Declining rates add to pressure on cargo-only PAX flights
23 / 06 / 2020
Freight rates out of China continued their return to normal seasonal levels last week, putting further pressure on the use of passenger-freighter flights.
The latest figures from TAC Index show that average rates from Shanghai to Europe last week declined by 30.8% week on week to $3.70 per kg. Prices are far below the peak of $11.18 per kg recorded just five weeks ago, but remain 51% up on this time last year.
Elsewhere rate declines began to show signs of stabilizing. Prices from Shanghai to North America dropped 6.3% week on week to $4.74 per kg ($3.29 per kg last year) while from Hong Kong to North America there was an increase of 4.3% on a week earlier to $5.56 per kg ($3.36 last year).
From Hong Kong to Europe prices fell by 4.1% week on week to $3.99 per kg (last year prices stood at $2.62 per kg).
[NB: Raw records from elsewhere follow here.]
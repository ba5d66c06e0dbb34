/**
Model files. A model file is a JSON document describing everything the tagger needs besides the
corpus: the label set, the vocabulary, the feature kinds, the window radius and the lexicon of the
reference classifier.

```json
{
  "window_radius": 2,
  "labels": ["B-PER", "I-PER", "E-PER", "1-PER", "O"],
  "vocabulary": ["john", "smith", "lives"],
  "features": ["capitalized", "has_digit"],
  "lexicon": {"john": "B-PER", "smith": "E-PER"},
  "fallback_label": "O"
}
```
*/
use crate::classifier::LexiconClassifier;
use crate::features::{FeatureKind, Featurizer, Vocabulary, UNKNOWN_WORD};
use crate::schemes::{SchemeError, TagScheme, OUTSIDE};
use crate::window::WindowBuilder;
use ahash::AHashMap;
use serde::{Deserialize, Serialize};
use std::collections::BTreeMap;
use std::fs::File;
use std::io::{BufReader, Read};
use std::path::{Path, PathBuf};
use thiserror::Error;
use tracing::info;

#[derive(Debug, Error)]
pub enum ModelError {
    #[error("cannot open the model file {path}: {source}")]
    Io {
        path: PathBuf,
        source: std::io::Error,
    },
    #[error("cannot parse the model file: {0}")]
    Parse(#[from] serde_json::Error),
    #[error("invalid label set: {0}")]
    Scheme(#[from] SchemeError),
    #[error("the {context} refers to the unknown label `{label}`")]
    UnknownLabel { label: String, context: String },
    #[error("the lexicon refers to the word `{0}`, which is not in the vocabulary")]
    UnknownWord(String),
    #[error("the window radius {radius} is larger than {max}")]
    InvalidRadius { radius: usize, max: usize },
}

/// Largest window radius a model file may ask for.
pub const MAX_WINDOW_RADIUS: usize = 1024;

fn default_fallback_label() -> String {
    OUTSIDE.to_string()
}

/// The serialized form of a model.
#[derive(Debug, Clone, PartialEq, Serialize, Deserialize)]
pub struct ModelFile {
    pub window_radius: usize,
    pub labels: Vec<String>,
    pub vocabulary: Vec<String>,
    /// Every feature kind when absent.
    #[serde(default)]
    pub features: Option<Vec<FeatureKind>>,
    #[serde(default)]
    pub lexicon: BTreeMap<String, String>,
    #[serde(default = "default_fallback_label")]
    pub fallback_label: String,
}

impl ModelFile {
    pub fn load<P: AsRef<Path>>(path: P) -> Result<Self, ModelError> {
        let path = path.as_ref();
        let file = File::open(path).map_err(|source| ModelError::Io {
            path: path.to_path_buf(),
            source,
        })?;
        let model = Self::from_reader(BufReader::new(file))?;
        info!(
            path = %path.display(),
            labels = model.labels.len(),
            words = model.vocabulary.len(),
            "loaded model file"
        );
        Ok(model)
    }

    pub fn from_reader<R: Read>(reader: R) -> Result<Self, ModelError> {
        Ok(serde_json::from_reader(reader)?)
    }

    /// Builds the scheme, the vocabulary, the featurizer and the classifier described by the file.
    pub fn compile(self) -> Result<TaggerModel, ModelError> {
        let width = self
            .window_radius
            .checked_mul(2)
            .and_then(|w| w.checked_add(1));
        if width.is_none() || self.window_radius > MAX_WINDOW_RADIUS {
            return Err(ModelError::InvalidRadius {
                radius: self.window_radius,
                max: MAX_WINDOW_RADIUS,
            });
        }
        let scheme = TagScheme::build(&self.labels)?;
        let vocabulary = Vocabulary::from_words(self.vocabulary);
        let featurizer = self.features.map(Featurizer::new).unwrap_or_default();
        let label_index = |label: &str, context: &str| {
            scheme
                .index_of(label)
                .ok_or_else(|| ModelError::UnknownLabel {
                    label: label.to_string(),
                    context: context.to_string(),
                })
        };
        let fallback = label_index(&self.fallback_label, "fallback label")?;
        let mut lexicon = AHashMap::with_capacity(self.lexicon.len());
        for (word, label) in self.lexicon.iter() {
            let word_index = vocabulary
                .get(word)
                .ok_or_else(|| ModelError::UnknownWord(word.clone()))?;
            lexicon.insert(word_index, label_index(label, "lexicon")?);
        }
        Ok(TaggerModel::new(
            scheme,
            vocabulary,
            featurizer,
            LexiconClassifier::new(lexicon, fallback),
            self.window_radius,
        ))
    }
}

/// Everything needed to tag a corpus.
#[derive(Debug, Clone)]
pub struct TaggerModel<C = LexiconClassifier> {
    pub scheme: TagScheme,
    pub vocabulary: Vocabulary,
    pub featurizer: Featurizer,
    pub classifier: C,
    pub window_radius: usize,
}

impl<C> TaggerModel<C> {
    pub fn new(
        scheme: TagScheme,
        vocabulary: Vocabulary,
        featurizer: Featurizer,
        classifier: C,
        window_radius: usize,
    ) -> Self {
        TaggerModel {
            scheme,
            vocabulary,
            featurizer,
            classifier,
            window_radius,
        }
    }

    /// Window builder padding with the unknown word.
    pub fn window_builder(&self) -> WindowBuilder {
        WindowBuilder::new(self.window_radius, UNKNOWN_WORD)
    }
}

#[cfg(test)]
mod tests {
    use super::*;
    use crate::classifier::Classifier;
    use ndarray::Array2;

    const MODEL: &str = r#"{
        "window_radius": 1,
        "labels": ["B-PER", "I-PER", "E-PER", "1-PER", "O"],
        "vocabulary": ["john", "smith", "lives"],
        "lexicon": {"john": "B-PER", "smith": "E-PER"}
    }"#;

    #[test]
    fn test_compile() {
        let model = ModelFile::from_reader(MODEL.as_bytes())
            .unwrap()
            .compile()
            .unwrap();
        assert_eq!(model.scheme.len(), 5);
        assert_eq!(model.vocabulary.len(), 4);
        assert_eq!(model.featurizer, Featurizer::default());
        assert_eq!(model.classifier.fallback(), 4);
        let words = [1, 2, 3, 0];
        let features = Array2::<usize>::zeros((4, model.featurizer.feat_num()));
        let batch = model
            .window_builder()
            .build(&words, features.view())
            .unwrap();
        assert_eq!(model.classifier.tag_windows(&batch), Ok(vec![0, 2, 4, 4]));
    }

    #[test]
    fn test_unknown_lexicon_label() {
        let mut file = ModelFile::from_reader(MODEL.as_bytes()).unwrap();
        file.lexicon.insert("lives".to_string(), "B-LOC".to_string());
        assert!(matches!(
            file.compile(),
            Err(ModelError::UnknownLabel { label, .. }) if label == "B-LOC"
        ));
    }

    #[test]
    fn test_unknown_lexicon_word() {
        let mut file = ModelFile::from_reader(MODEL.as_bytes()).unwrap();
        file.lexicon.insert("paris".to_string(), "O".to_string());
        assert!(matches!(file.compile(), Err(ModelError::UnknownWord(w)) if w == "paris"));
    }

    #[test]
    fn test_window_radius_is_bounded() {
        for radius in [MAX_WINDOW_RADIUS + 1, usize::MAX / 2 + 1, usize::MAX] {
            let mut file = ModelFile::from_reader(MODEL.as_bytes()).unwrap();
            file.window_radius = radius;
            assert!(matches!(
                file.compile(),
                Err(ModelError::InvalidRadius { radius: r, max: MAX_WINDOW_RADIUS }) if r == radius
            ));
        }
        let huge = MODEL.replace(
            r#""window_radius": 1"#,
            r#""window_radius": 9223372036854775807"#,
        );
        assert!(matches!(
            ModelFile::from_reader(huge.as_bytes()).unwrap().compile(),
            Err(ModelError::InvalidRadius { .. })
        ));
        let mut file = ModelFile::from_reader(MODEL.as_bytes()).unwrap();
        file.window_radius = MAX_WINDOW_RADIUS;
        assert_eq!(file.compile().unwrap().window_builder().radius(), MAX_WINDOW_RADIUS);
    }

    #[test]
    fn test_invalid_files() {
        let unpaired = MODEL.replace(r#""E-PER", "#, "");
        assert!(matches!(
            ModelFile::from_reader(unpaired.as_bytes()).unwrap().compile(),
            Err(ModelError::Scheme(SchemeError::MissingContinuation { .. }))
        ));
        assert!(matches!(
            ModelFile::from_reader("{\"labels\": []}".as_bytes()),
            Err(ModelError::Parse(_))
        ));
        assert!(matches!(
            ModelFile::load("/nonexistent/model.json"),
            Err(ModelError::Io { .. })
        ));
    }
}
Meanwhile, airlines are continuing to reduce their use of cargo-only passenger flights as regular passenger operations re-start and rate declines put pressure on the profitability of such services.
In a mid-June trading update Cathay Pacific said that in the future it would consider reducing its cargo-only passenger flights.
And this week, the South China Morning Post reported that the airline had told staff that cargo demand has been tapering off, and as a result, there will be cancellations of cargo-only passenger aircraft flights, with the commercial decisions made closer to the time of the flight.
The carrier mounted around 900 pairs of cargo-only passenger flights in May, primarily serving long-haul destinations in North America, Europe and Australia.
As well as lower demand and rates, fuel prices have also been rising to put the economics of these services under pressure.
Peter Stallion of derivatives broker Freight Investor Services said: “BSAs and long-term contract renewals are still pending as the market continues its sharp slide into normal pricing levels — meanwhile, container freight picks up the slack.
“A number of airlines (including Cathay Pacific) have gone public about pulling the plug on passenger-freighters, as achievable prices converge on operating costs.
“This isn’t surprising considering the inefficiency of these aircraft in moving cargoes, and the time it takes to load thousands of boxes through cabin doors and onto seats.”
He added: “The sustainability of the airfreight price and underlying cargo volume is also in doubt, airlines (particularly passenger airlines) do not appear to project a view of medium-term air freight demand support.”
On the capacity front, cargo space is around 25% lower than a year ago according to Accenture’s Seabury Consulting. Capacity on the transpacific is actually 3% up on a year ago, while from Asia Pacific to Europe it is down by 17%.
Last week, Seabury said that cargo-only passenger flights out of China started to decline in mid-May and declined another 16% in the second week of June, a decrease of 3,800 tonnes when compared to the previous week.